Description of the task – Starting at the first line of the listing below and ending at the line with "last touched it.", copy each line exactly.

******

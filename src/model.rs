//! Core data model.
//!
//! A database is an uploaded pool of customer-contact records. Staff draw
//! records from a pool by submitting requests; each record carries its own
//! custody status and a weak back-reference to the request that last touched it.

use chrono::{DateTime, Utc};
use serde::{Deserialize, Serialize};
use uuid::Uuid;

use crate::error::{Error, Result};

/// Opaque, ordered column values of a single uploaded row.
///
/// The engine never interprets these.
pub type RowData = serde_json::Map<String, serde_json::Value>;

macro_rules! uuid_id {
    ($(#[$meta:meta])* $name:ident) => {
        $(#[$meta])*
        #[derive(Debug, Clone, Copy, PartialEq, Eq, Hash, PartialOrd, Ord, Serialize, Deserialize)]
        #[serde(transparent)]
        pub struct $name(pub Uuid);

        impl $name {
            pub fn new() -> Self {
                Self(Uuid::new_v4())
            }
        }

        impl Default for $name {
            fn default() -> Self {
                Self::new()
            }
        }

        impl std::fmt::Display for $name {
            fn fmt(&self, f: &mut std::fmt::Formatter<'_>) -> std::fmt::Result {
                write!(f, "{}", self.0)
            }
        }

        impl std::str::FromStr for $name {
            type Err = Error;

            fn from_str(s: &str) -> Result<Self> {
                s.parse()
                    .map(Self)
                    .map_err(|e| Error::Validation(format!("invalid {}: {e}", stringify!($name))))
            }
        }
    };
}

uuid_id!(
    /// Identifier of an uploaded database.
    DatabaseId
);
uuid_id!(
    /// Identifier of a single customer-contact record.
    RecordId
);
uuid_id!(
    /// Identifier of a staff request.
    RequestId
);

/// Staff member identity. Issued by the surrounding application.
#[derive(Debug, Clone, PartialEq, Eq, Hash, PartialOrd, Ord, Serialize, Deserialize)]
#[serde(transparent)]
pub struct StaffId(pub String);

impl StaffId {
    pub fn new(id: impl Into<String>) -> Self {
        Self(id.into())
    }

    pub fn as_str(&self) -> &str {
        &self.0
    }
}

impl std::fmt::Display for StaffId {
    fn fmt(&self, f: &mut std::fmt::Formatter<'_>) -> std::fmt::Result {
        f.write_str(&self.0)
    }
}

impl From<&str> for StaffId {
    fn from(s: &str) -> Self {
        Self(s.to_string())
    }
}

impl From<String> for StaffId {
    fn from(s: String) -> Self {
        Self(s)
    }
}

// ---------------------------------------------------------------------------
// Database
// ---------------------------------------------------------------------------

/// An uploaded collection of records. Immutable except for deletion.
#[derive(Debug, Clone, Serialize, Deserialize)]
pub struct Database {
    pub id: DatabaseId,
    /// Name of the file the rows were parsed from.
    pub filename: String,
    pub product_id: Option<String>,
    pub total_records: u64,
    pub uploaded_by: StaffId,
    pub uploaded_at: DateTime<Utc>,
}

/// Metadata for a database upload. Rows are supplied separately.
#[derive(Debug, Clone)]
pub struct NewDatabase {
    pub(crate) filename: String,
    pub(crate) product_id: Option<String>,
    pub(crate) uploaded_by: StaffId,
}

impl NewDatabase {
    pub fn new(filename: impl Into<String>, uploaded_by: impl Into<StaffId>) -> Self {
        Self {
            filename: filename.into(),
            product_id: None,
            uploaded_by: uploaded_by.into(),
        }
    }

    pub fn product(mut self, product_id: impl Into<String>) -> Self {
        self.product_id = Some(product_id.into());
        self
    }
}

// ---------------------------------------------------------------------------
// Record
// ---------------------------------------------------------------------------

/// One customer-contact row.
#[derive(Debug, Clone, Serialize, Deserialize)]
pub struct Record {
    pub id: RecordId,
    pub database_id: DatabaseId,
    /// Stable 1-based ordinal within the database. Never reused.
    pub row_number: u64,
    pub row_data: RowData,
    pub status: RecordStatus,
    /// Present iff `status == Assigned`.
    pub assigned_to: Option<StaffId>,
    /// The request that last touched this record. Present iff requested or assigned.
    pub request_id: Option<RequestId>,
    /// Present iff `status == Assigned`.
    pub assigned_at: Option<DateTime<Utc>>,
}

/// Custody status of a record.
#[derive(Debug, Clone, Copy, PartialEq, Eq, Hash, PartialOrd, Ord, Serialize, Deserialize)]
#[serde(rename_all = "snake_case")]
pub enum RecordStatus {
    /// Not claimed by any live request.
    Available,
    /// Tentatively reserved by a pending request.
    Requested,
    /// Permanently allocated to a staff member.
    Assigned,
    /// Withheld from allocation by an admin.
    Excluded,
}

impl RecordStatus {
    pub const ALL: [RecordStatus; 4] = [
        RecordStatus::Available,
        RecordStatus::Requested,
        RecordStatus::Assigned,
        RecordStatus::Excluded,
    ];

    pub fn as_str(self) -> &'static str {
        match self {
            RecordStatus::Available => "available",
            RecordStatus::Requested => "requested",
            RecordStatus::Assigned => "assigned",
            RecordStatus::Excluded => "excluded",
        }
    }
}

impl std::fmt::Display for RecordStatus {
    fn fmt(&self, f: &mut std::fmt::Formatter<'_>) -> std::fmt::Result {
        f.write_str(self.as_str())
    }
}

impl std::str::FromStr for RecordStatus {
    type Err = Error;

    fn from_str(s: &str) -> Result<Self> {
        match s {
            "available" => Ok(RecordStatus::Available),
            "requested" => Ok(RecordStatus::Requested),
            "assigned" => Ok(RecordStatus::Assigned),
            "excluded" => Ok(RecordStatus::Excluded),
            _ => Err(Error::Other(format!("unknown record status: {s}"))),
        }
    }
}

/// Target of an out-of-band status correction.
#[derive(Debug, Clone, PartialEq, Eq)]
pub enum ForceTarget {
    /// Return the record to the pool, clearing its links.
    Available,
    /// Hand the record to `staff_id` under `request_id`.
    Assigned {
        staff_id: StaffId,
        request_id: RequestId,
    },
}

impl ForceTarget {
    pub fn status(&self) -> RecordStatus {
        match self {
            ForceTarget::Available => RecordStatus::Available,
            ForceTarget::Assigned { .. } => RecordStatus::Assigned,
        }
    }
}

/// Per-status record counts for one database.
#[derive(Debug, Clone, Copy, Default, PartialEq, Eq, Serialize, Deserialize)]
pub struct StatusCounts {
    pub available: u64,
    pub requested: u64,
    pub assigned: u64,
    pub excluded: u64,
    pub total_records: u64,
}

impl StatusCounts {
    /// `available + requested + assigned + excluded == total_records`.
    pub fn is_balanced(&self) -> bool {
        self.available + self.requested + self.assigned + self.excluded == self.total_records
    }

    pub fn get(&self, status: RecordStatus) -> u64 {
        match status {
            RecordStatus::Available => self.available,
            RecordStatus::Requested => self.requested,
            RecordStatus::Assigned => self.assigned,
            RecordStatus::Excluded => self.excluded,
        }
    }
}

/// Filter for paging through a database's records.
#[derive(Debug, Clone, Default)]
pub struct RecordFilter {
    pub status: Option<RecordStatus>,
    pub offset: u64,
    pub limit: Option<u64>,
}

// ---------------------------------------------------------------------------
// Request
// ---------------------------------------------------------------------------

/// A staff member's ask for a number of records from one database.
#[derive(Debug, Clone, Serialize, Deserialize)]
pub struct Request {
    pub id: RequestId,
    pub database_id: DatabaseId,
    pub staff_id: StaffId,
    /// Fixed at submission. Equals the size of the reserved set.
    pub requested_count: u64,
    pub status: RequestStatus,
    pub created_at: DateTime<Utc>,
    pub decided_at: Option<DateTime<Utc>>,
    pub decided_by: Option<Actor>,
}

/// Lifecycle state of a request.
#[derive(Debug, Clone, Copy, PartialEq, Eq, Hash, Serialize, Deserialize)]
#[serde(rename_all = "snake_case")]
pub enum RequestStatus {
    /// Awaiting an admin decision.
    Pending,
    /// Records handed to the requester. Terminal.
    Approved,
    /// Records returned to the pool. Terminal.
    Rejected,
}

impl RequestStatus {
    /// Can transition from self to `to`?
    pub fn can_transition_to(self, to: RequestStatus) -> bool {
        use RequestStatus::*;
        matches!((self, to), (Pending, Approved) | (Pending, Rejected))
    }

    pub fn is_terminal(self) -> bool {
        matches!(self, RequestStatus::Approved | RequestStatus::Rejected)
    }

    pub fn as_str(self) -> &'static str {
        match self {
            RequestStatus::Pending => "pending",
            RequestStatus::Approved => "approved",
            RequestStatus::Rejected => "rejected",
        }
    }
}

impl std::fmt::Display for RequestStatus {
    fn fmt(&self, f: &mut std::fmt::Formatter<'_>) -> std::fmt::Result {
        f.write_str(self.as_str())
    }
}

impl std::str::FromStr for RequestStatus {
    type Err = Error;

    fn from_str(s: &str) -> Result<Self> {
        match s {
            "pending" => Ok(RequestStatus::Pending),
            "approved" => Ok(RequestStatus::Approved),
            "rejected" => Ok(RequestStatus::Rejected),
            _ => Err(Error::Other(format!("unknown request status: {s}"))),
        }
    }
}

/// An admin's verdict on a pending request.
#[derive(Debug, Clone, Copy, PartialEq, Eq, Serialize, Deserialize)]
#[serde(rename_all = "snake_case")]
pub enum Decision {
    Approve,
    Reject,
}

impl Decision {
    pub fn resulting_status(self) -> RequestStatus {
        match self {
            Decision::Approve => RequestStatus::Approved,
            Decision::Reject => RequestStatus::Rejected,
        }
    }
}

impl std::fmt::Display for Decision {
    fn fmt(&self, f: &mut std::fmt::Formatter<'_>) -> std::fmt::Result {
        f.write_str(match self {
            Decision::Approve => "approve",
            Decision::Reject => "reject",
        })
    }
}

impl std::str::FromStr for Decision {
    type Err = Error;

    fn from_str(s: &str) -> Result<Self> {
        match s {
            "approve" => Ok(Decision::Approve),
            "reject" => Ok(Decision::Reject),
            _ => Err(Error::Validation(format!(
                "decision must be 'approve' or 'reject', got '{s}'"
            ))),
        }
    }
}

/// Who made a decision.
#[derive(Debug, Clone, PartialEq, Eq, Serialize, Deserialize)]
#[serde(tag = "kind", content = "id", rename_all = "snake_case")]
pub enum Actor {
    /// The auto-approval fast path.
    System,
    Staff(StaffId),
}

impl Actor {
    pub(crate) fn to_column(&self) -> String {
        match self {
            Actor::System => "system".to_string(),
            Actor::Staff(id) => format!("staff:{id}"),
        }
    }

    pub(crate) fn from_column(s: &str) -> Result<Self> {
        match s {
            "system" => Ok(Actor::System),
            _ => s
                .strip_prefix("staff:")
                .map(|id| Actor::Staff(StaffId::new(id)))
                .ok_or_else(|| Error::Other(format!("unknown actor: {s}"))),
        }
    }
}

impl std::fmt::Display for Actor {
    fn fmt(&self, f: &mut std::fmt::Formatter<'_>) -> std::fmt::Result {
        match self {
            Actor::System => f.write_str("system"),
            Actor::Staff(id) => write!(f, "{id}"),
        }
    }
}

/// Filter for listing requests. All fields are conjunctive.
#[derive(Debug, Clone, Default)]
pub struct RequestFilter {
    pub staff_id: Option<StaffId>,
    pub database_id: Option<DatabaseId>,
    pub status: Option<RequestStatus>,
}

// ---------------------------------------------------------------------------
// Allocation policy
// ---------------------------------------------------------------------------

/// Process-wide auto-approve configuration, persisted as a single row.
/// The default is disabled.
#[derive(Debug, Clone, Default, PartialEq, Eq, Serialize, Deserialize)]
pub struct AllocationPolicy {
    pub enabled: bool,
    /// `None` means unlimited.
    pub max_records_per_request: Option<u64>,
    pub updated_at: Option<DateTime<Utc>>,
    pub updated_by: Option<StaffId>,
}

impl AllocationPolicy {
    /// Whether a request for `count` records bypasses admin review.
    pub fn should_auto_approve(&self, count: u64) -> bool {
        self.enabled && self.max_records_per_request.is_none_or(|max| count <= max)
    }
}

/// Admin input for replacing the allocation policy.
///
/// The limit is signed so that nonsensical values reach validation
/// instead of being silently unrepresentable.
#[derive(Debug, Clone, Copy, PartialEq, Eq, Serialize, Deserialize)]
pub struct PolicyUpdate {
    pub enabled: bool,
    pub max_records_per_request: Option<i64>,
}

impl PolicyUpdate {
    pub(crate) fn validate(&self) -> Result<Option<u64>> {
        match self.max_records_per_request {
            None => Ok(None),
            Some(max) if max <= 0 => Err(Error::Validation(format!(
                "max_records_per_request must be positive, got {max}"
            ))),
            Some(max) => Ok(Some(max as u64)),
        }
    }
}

******

Task response –
filename src/model.rs
//! Core data model.
//!
//! A database is an uploaded pool of customer-contact records. Staff draw
//! records from a pool by submitting requests; each record carries its own
//! custody status and a weak back-reference to the request that last touched it.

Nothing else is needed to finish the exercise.